--- START ---
//! Consensus parameters for proof-of-stake validation
//!
//! Parameters are an immutable value handed to every validation call.
//! Nothing here is process-wide state.

use serde::{Deserialize, Serialize};

use crate::constants::*;
use crate::error::{ConsensusError, Result};

/// Network selector for the built-in parameter presets
#[derive(Debug, Clone, Copy, PartialEq, Eq, Serialize, Deserialize)]
#[serde(rename_all = "lowercase")]
pub enum Network {
    Mainnet,
    Testnet,
    Regtest,
}

#[derive(Debug, Clone, PartialEq, Eq, Serialize, Deserialize)]
pub struct ConsensusParams {
    /// Low bits that must be clear in a protocol v2 coinstake timestamp
    pub stake_timestamp_mask: u32,
    /// Minimum depth of a coin before it can be used as a stake kernel
    pub stake_min_confirmations: u32,
    /// Blocks with a time strictly after this use protocol v2 rules
    pub protocol_v2_time: u32,
}

impl ConsensusParams {
    pub fn mainnet() -> Self {
        ConsensusParams {
            stake_timestamp_mask: STAKE_TIMESTAMP_MASK,
            stake_min_confirmations: MAINNET_STAKE_MIN_CONFIRMATIONS,
            protocol_v2_time: MAINNET_PROTOCOL_V2_TIME,
        }
    }

    pub fn testnet() -> Self {
        ConsensusParams {
            stake_timestamp_mask: STAKE_TIMESTAMP_MASK,
            stake_min_confirmations: TESTNET_STAKE_MIN_CONFIRMATIONS,
            protocol_v2_time: TESTNET_PROTOCOL_V2_TIME,
        }
    }

    pub fn regtest() -> Self {
        ConsensusParams {
            stake_timestamp_mask: STAKE_TIMESTAMP_MASK,
            stake_min_confirmations: TESTNET_STAKE_MIN_CONFIRMATIONS,
            protocol_v2_time: 0,
        }
    }

    pub fn for_network(network: Network) -> Self {
        match network {
            Network::Mainnet => Self::mainnet(),
            Network::Testnet => Self::testnet(),
            Network::Regtest => Self::regtest(),
        }
    }

    /// Parse and validate parameters from JSON
    ///
    /// ```
    /// use stake_proof::config::ConsensusParams;
    ///
    /// let params = ConsensusParams::from_json(
    ///     r#"{"stake_timestamp_mask": 15, "stake_min_confirmations": 10, "protocol_v2_time": 0}"#,
    /// ).unwrap();
    /// assert_eq!(params, ConsensusParams::regtest());
    /// ```
    pub fn from_json(json: &str) -> Result<Self> {
        let params: ConsensusParams = serde_json::from_str(json)?;
        params.validate()?;
        Ok(params)
    }

    pub fn validate(&self) -> Result<()> {
        // The mask must be a contiguous run of low bits
        if !(self.stake_timestamp_mask as u64 + 1).is_power_of_two() {
            return Err(ConsensusError::InvalidConfig(format!(
                "stake timestamp mask {:#x} is not a low-bit mask",
                self.stake_timestamp_mask
            )));
        }
        if self.stake_min_confirmations == 0 {
            return Err(ConsensusError::InvalidConfig(
                "stake minimum confirmations must be at least 1".to_string(),
            ));
        }
        Ok(())
    }

    pub fn is_protocol_v2(&self, time: i64) -> bool {
        time > self.protocol_v2_time as i64
    }
}

impl Default for ConsensusParams {
    fn default() -> Self {
        Self::mainnet()
    }
}

#[cfg(test)]
mod tests {
    use super::*;

    #[test]
    fn test_presets_validate() {
        for network in [Network::Mainnet, Network::Testnet, Network::Regtest] {
            assert!(ConsensusParams::for_network(network).validate().is_ok());
        }
    }

    #[test]
    fn test_from_json_rejects_sparse_mask() {
        let json = r#"{"stake_timestamp_mask": 5, "stake_min_confirmations": 10, "protocol_v2_time": 0}"#;
        assert!(matches!(
            ConsensusParams::from_json(json),
            Err(ConsensusError::InvalidConfig(_))
        ));
    }

    #[test]
    fn test_from_json_rejects_zero_confirmations() {
        let json = r#"{"stake_timestamp_mask": 15, "stake_min_confirmations": 0, "protocol_v2_time": 0}"#;
        assert!(ConsensusParams::from_json(json).is_err());
    }

    #[test]
    fn test_from_json_malformed() {
        assert!(matches!(
            ConsensusParams::from_json("{"),
            Err(ConsensusError::Serialization(_))
        ));
    }

    #[test]
    fn test_zero_mask_is_valid() {
        let params = ConsensusParams { stake_timestamp_mask: 0, ..ConsensusParams::regtest() };
        assert!(params.validate().is_ok());
    }

    #[test]
    fn test_protocol_v2_switch() {
        let params = ConsensusParams::mainnet();
        assert!(!params.is_protocol_v2(MAINNET_PROTOCOL_V2_TIME as i64));
        assert!(params.is_protocol_v2(MAINNET_PROTOCOL_V2_TIME as i64 + 1));
    }

    #[test]
    fn test_network_serde() {
        let network: Network = serde_json::from_str("\"regtest\"").unwrap();
        assert_eq!(network, Network::Regtest);
    }
}
//! Stake hashing over serialized fields
//!
//! Fields are serialized the way they travel on the wire: 256-bit hashes as
//! their raw 32 bytes, integers little-endian. The digest is double SHA-256.

use bitcoin_hashes::{sha256, sha256d, Hash as BitcoinHash, HashEngine};

use crate::types::Hash;

/// Accumulates serialized fields and produces their double SHA-256
pub struct HashWriter {
    engine: sha256::HashEngine,
}

impl HashWriter {
    pub fn new() -> Self {
        HashWriter { engine: sha256d::Hash::engine() }
    }

    pub fn write_hash(&mut self, hash: &Hash) -> &mut Self {
        self.engine.input(hash);
        self
    }

    pub fn write_u32(&mut self, value: u32) -> &mut Self {
        self.engine.input(&value.to_le_bytes());
        self
    }

    pub fn write_i32(&mut self, value: i32) -> &mut Self {
        self.engine.input(&value.to_le_bytes());
        self
    }

    pub fn write_i64(&mut self, value: i64) -> &mut Self {
        self.engine.input(&value.to_le_bytes());
        self
    }

    /// CompactSize length prefix
    pub fn write_compact_size(&mut self, size: u64) -> &mut Self {
        if size < 0xfd {
            self.engine.input(&[size as u8]);
        } else if size <= 0xffff {
            self.engine.input(&[0xfd]);
            self.engine.input(&(size as u16).to_le_bytes());
        } else if size <= 0xffff_ffff {
            self.engine.input(&[0xfe]);
            self.engine.input(&(size as u32).to_le_bytes());
        } else {
            self.engine.input(&[0xff]);
            self.engine.input(&size.to_le_bytes());
        }
        self
    }

    /// Length-prefixed byte string
    pub fn write_var_bytes(&mut self, bytes: &[u8]) -> &mut Self {
        self.write_compact_size(bytes.len() as u64);
        self.engine.input(bytes);
        self
    }

    pub fn finalize(self) -> Hash {
        sha256d::Hash::from_engine(self.engine).into_inner()
    }
}

impl Default for HashWriter {
    fn default() -> Self {
        Self::new()
    }
}

/// Hex in display order (most significant byte first)
pub fn hash_to_hex(hash: &Hash) -> String {
    let mut reversed = *hash;
    reversed.reverse();
    hex::encode(reversed)
}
--- END ---
Task to complete — Say how many lines above include "bits", please, and nothing else.

Exercise solution — 2